Phylicia Rashad, best known for her role as Clair Huxtable on "The Cosby Show," can now add university dean to her list of career accomplishments.
According to The Washington Post, the school announced Wednesday the multi-award winning actress and director will be dean of her alma mater Howard University’s College of Fine Arts.
Years before Rashad began her acting career, she was a theater acting major at Howard and graduated magna cum laude with a Bachelor’s Degree in fine arts in 1970.
Now Rashad, 72, said she looks forward to returning to the university that shaped her theatrical skills while she also studied courses such as psychology, French history and Greek theater.
“I would like to see the work that was established during my time blossom again with a new thrust,” Rashad said in a telephone interview with the Post.
“I would like to see a program contemporized without losing knowledge. I would like to see faculty empowered to create and produce and design robust systems and a robust program. I would like to see students engaged in the disciplines of fine arts as they participate and engage in the university at large. I would like to see us graduate artists who are scholars as well,” Rashad said. “And I would love to see us be a premiere program at the university. I would like to see the College of Fine Arts not only re-established, but see it exulted.”
Rashad becoming dean signifies the return of Howard’s College of Fine Arts as an independent school within the university. In 1998, as part of a cost-cutting move by previous administrators, the university merged the College of Fine Arts within its College of Arts and Sciences. The merger frustrated many of the school’s performing and visual arts students, faculty and alumni, including Rashad, the Post reported.
“The discipline and study of fine arts are not understood. They are undervalued. And that happens so much around the world. People imagine musicians, designers and actors just wake up and do what we do. And that could be farther from the truth,” Rashad told the Post. “The discipline of fine arts was like training for the military.”
According to the university, Howard had 307 students enrolled in its fine arts program this spring. Actors Chadwick Boseman, Taraji P. Henson and singers Roberta Flack, Donny Hathaway and Richard Smallwood are all alumni of the fine arts program.

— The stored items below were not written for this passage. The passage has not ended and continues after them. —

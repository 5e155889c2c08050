//! GitHub webhook payloads, decoded by the `X-GitHub-Event` header.
//!
//! Only the fields the bot routes on are modelled; everything else in the
//! payload is ignored.

use serde::Deserialize;

use crate::adapters::github::models::{GitHubIssue, GitHubUser};
use crate::domain::errors::{DomainError, DomainResult};
use crate::domain::models::{EventContext, IssueSnapshot, IssueState, RepoRef};

#[derive(Debug, Clone, Deserialize)]
pub struct RepositoryPayload {
    pub full_name: String,
}

#[derive(Debug, Clone, Deserialize)]
pub struct CommentPayload {
    #[serde(default)]
    pub body: Option<String>,
    pub user: GitHubUser,
}

/// `issue_comment`
#[derive(Debug, Clone, Deserialize)]
pub struct IssueCommentEvent {
    pub action: String,
    pub issue: GitHubIssue,
    pub comment: CommentPayload,
    pub repository: RepositoryPayload,
    pub sender: GitHubUser,
}

#[derive(Debug, Clone, Deserialize)]
pub struct OrganizationPayload {
    pub login: String,
}

/// `organization`
#[derive(Debug, Clone, Deserialize)]
pub struct OrganizationEvent {
    pub action: String,
    #[serde(default)]
    pub organization: Option<OrganizationPayload>,
}

#[derive(Debug, Clone, Deserialize)]
pub struct TeamPayload {
    pub slug: String,
}

/// `membership`
#[derive(Debug, Clone, Deserialize)]
pub struct MembershipEvent {
    pub action: String,
    pub team: TeamPayload,
}

#[derive(Debug, Clone, Deserialize)]
pub struct PullRequestPayload {
    pub number: u64,
    #[serde(default)]
    pub merged: bool,
}

/// `pull_request`
#[derive(Debug, Clone, Deserialize)]
pub struct PullRequestEvent {
    pub action: String,
    pub pull_request: PullRequestPayload,
    pub repository: RepositoryPayload,
}

/// A decoded delivery.
#[derive(Debug, Clone)]
pub enum WebhookEvent {
    IssueComment(Box<IssueCommentEvent>),
    Organization(OrganizationEvent),
    Membership(MembershipEvent),
    PullRequest(PullRequestEvent),
    Ping,
    /// Any event the bot does not subscribe to, by name.
    Other(String),
}

fn parse<'a, T: Deserialize<'a>>(event: &str, body: &'a [u8]) -> DomainResult<T> {
    serde_json::from_slice(body)
        .map_err(|e| DomainError::InvalidPayload(format!("{event}: {e}")))
}

impl WebhookEvent {
    pub fn parse(event: &str, body: &[u8]) -> DomainResult<Self> {
        Ok(match event {
            "issue_comment" => Self::IssueComment(Box::new(parse(event, body)?)),
            "organization" => Self::Organization(parse(event, body)?),
            "membership" => Self::Membership(parse(event, body)?),
            "pull_request" => Self::PullRequest(parse(event, body)?),
            "ping" => Self::Ping,
            other => Self::Other(other.to_string()),
        })
    }

    pub fn name(&self) -> &str {
        match self {
            Self::IssueComment(_) => "issue_comment",
            Self::Organization(_) => "organization",
            Self::Membership(_) => "membership",
            Self::PullRequest(_) => "pull_request",
            Self::Ping => "ping",
            Self::Other(name) => name,
        }
    }
}

fn is_bot(user: &GitHubUser) -> bool {
    user.kind.as_deref() == Some("Bot") || user.login.ends_with("[bot]")
}

impl IssueCommentEvent {
    /// Why this comment must not run instructions, if it must not.
    pub fn skip_reason(&self, workspace: &RepoRef) -> Option<&'static str> {
        if self.action != "created" {
            return Some("comment was not created");
        }
        if !workspace.matches_full_name(&self.repository.full_name) {
            return Some("repository is not the workspace");
        }
        if self.issue.is_pull_request() {
            return Some("comment is on a pull request");
        }
        if IssueState::from_str(&self.issue.state) != Some(IssueState::Open) {
            return Some("issue is not open");
        }
        if is_bot(&self.sender) || is_bot(&self.comment.user) {
            return Some("sender is a bot");
        }
        None
    }

    /// Split into the engine's event context and the comment body.
    pub fn into_context(self, workspace: &RepoRef) -> (EventContext, String) {
        let body = self.comment.body.unwrap_or_default();
        let issue = IssueSnapshot::from(self.issue);
        let ctx = EventContext::new(
            workspace.owner.clone(),
            workspace.repository.clone(),
            self.comment.user.login,
            issue,
        );
        (ctx, body)
    }
}

impl PullRequestEvent {
    pub fn is_merge_into(&self, source: &RepoRef) -> bool {
        self.action == "closed"
            && self.pull_request.merged
            && source.matches_full_name(&self.repository.full_name)
    }
}

impl OrganizationEvent {
    pub fn changes_members(&self) -> bool {
        matches!(self.action.as_str(), "member_added" | "member_removed")
    }
}

impl MembershipEvent {
    pub fn changes_team(&self, team: Option<&str>) -> bool {
        team.is_some_and(|slug| slug.eq_ignore_ascii_case(&self.team.slug))
    }
}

The Post reported that Rashad agreed to a three-year contract and plans to move to Washington D.C., while also commuting between her current home in New York as well as Los Angeles for theatrical and TV work. “I will be a working artist,” Rashad said.
Teaching, modernizing the school’s curriculum, expanding enrollment among fine arts majors and designing a more modern, fine arts building will be Rashad’s areas of main focus, according to Howard President Wayne A.I. Frederick.
“She was the best candidate,” Frederick told the Post. “One of the things I was interested in was potentially having someone who was a practitioner in the field of fine arts. I think it’s important for us to have people who are ready and able to stand up and guide the young people who are going to go into that field.”
Rashad’s family has a long history with Howard University. Debbie Allen, multi-award winning dancer, choreographer, actor and director, also graduated from Howard a year after her. Their father, Andrew Arthur Allen, graduated from Howard’s dental school in 1945.
Rashad has previously worked as a guest lecturer, adjunct professor and master-class instructor at several colleges, including Howard. She also served on Howard’s Board of Trustees from 1996 through 1999 and again from 2013 to 2016.
According to the Post, Rashad was a rare selection as a dean at the university due to being one of only a few of Howard deans who did not graduate from college with an advanced degree.
Frederick said Rashad’s vast experience in the entertainment industry equated to advanced degrees usually required for a dean position.
“One of the things we have to look at as an academic institution is where you have practitioners that have appropriate experience, it has to be considered,” Frederick told the Post. “Her experience in fine arts is extremely important.”